O pastor precisa aprender que atuação da igreja passa pela proposição
 de caminho que oriente o ser humano em seu devir pessoal e social. 
Que soberania divina, eleição, predestinação não têm nada a ver com
 fatalismo ou determinismo. O ser humano é co-agente da história, 
por isso será julgado. O homem é responsável. É preciso compreender
 o papel da graça comum, que torna a vida e o progresso possíveis 
enquanto se desenrola a história da salvação. Ainda que a perfeição não
 seja passível de ser alcançada, a melhoria, o aprimoramento social o é.
 A salvação tem de ser apreendida em seu papel social, pois salvação
é sempre para e não apenas por.
A ética tem de ocupar papel preponderante na formação pastoral,
 além do exposto, por ser categoria teleológica, ou seja, por fazer 
parte do capítulo que trata das finalidades. Por quê e para o que somos.
 E esta é a matéria prima da teologia, esta só existe na forma que a 
conhecemos porque o ser humano perdeu a capacidade de responder
 essa questão. É claro, portanto, que o ministério pastoral é pró-ética,
 uma vez que não faria sentido falar de conversão se não houvesse para
 onde ir, ou melhor para onde voltar. É claro, também, que isso afeta 
o todo humano: o indivíduo, a sociedade, a política, a economia, a 
cidade, o campo - todos os componentes do ethos, da casa humana.

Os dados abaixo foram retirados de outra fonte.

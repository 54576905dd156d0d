use clap::Parser;

use networth::api::{
    Cli, Command, InputError, build_assumptions, build_solve_config, render_projection_table,
    render_solve_result, run_http_server,
};
use networth::core::{generate_projection, goal_status, solve_savings_rate};

#[tokio::main]
async fn main() {
    env_logger::init();
    let cli = Cli::parse();

    match cli.command {
        Command::Serve { port } => {
            if let Err(e) = run_http_server(port).await {
                log::error!("server error: {e}");
                std::process::exit(1);
            }
        }
        Command::Project(args) => {
            let assumptions = build_assumptions(&args).unwrap_or_else(|e| exit_with(e));
            let projection = generate_projection(&assumptions);
            let goal = goal_status(&projection, assumptions.goal_net_worth);
            print!("{}", render_projection_table(&projection, goal));
        }
        Command::Solve { projection, solve } => {
            let outcome = build_assumptions(&projection).and_then(|assumptions| {
                let config = build_solve_config(solve)?;
                Ok(solve_savings_rate(&assumptions, config)?)
            });
            match outcome {
                Ok(result) => print!("{}", render_solve_result(&result)),
                Err(e) => exit_with(e),
            }
        }
    }
}

// env_logger's default filter keeps `error` records, so these reach stderr
// without RUST_LOG being set.
fn exit_with(err: InputError) -> ! {
    log::error!("{err}");
    std::process::exit(2);
}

O evangelho que ora assistimos é antiético, não constrói casa alguma, 
na medida que promove o individualismo alienante, a irresponsabilidade
 social e histórica, nesse sentido atenta contra a solidariedade e, quando 
age socialmente, opta pelo paternalismo da assistência social que não 
conscientiza, não desperta companheirismo e comunidade, nem promove
 libertação. Não se dá conta de que há uma ação perversa de alienação
 em curso, cujo objetivo é fazer os pequeninos converterem-se não só 
aos seus opressores como aos meios de opressão; realidade, essa, muito
 bem retratada por Chico Buarque na letra:
"A novidade que há no brejo da cruz,
são as crianças se alimentarem de luz.
(...)
Mas há milhões desses seres que se disfarçam tão bem.
Ninguém pergunta de onde essa gente vem.
(...)
Já não se lembram que há um brejo da cruz,
que eram crianças, e que comiam luz."
Ou a ética faz parte da educação teológica ou teremos um evangelho antiético, antihistória e escravizador por individualista que será.

Ariovaldo Ramos - Teólogo e Pastor da Igreja Cristã Reformada e Missionário da SEPAL.